Requirement => Repeat word for word every line from the one holding "pub fn locate_block(document: &Document, selection: TextRange)" to the end of the material below.

Data supplied =>

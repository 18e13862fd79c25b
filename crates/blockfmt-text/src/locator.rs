//! Top-level block location.
//!
//! A top-level block starts at a line with no leading whitespace and runs
//! over the blank and indented lines that follow it, up to the next
//! non-indented line. Nothing here understands the language being
//! formatted; indentation is the only signal.

use crate::document::{Document, LineKind, Position, TextRange};

/// Finds the run of top-level blocks enclosing a selection.
#[derive(Debug, Clone, Copy)]
pub struct BlockLocator<'a> {
    document: &'a Document,
}

impl<'a> BlockLocator<'a> {
    pub fn new(document: &'a Document) -> Self {
        Self { document }
    }

    /// Smallest whole-line range covering every selected line whose start
    /// is a block start and whose end is the last content line of a block.
    ///
    /// Returns an empty range when the selection holds no block content,
    /// for example when only blank lines are selected.
    pub fn locate(&self, selection: TextRange) -> TextRange {
        let doc = self.document;
        let selection = doc.clamp_range(selection);
        let first = selection.start.line;
        let last = selection.last_selected_line();

        let start = self.block_start(first);
        if start >= doc.line_count() {
            tracing::debug!(first, "No block at or after selection start");
            let end = Position::new(doc.last_line(), doc.line_len(doc.last_line()));
            return TextRange { start: end, end };
        }
        if start > last {
            tracing::debug!(start, last, "Selection holds no block content");
            let at = Position::new(start, 0);
            return TextRange { start: at, end: at };
        }

        let next = self.next_block_start(last);
        let end = self.last_content_line(start, next);
        tracing::debug!(first, last, start, next, end, "Located top-level block");
        doc.line_range(start, end)
    }

    /// First line of the block containing `line`.
    ///
    /// Blank lines ahead of `line` are skipped first: if they lead straight
    /// to a top-level line, that line starts the block. Meeting an indented
    /// line instead means `line` sits inside a block, whose start is found
    /// by walking backwards. Returns `line_count()` when only blank lines
    /// remain.
    pub fn block_start(&self, line: usize) -> usize {
        let doc = self.document;
        let mut index = line;
        while index < doc.line_count() {
            match doc.line_kind(index) {
                LineKind::TopLevel => return index,
                LineKind::Blank => index += 1,
                LineKind::Continuation => break,
            }
        }
        if index >= doc.line_count() {
            return doc.line_count();
        }

        let mut index = line;
        while index > 0 && doc.line_kind(index) != LineKind::TopLevel {
            index -= 1;
        }
        index
    }

    /// First top-level line strictly after `line`, or `line_count()`.
    pub fn next_block_start(&self, line: usize) -> usize {
        let doc = self.document;
        (line + 1..doc.line_count())
            .find(|&index| doc.line_kind(index) == LineKind::TopLevel)
            .unwrap_or(doc.line_count())
    }

    /// Last non-blank line in `floor..next`, or `floor` if there is none.
    pub fn last_content_line(&self, floor: usize, next: usize) -> usize {
        let next = next.min(self.document.line_count());
        (floor..next)
            .rev()
            .find(|&index| !self.document.is_blank(index))
            .unwrap_or(floor)
    }
}

/// Locate the block range for `selection` in `document`.
pub fn locate_block(document: &Document, selection: TextRange) -> TextRange {
    BlockLocator::new(document).locate(selection)
}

Solution to this task =>
pub fn locate_block(document: &Document, selection: TextRange) -> TextRange {
    BlockLocator::new(document).locate(selection)
}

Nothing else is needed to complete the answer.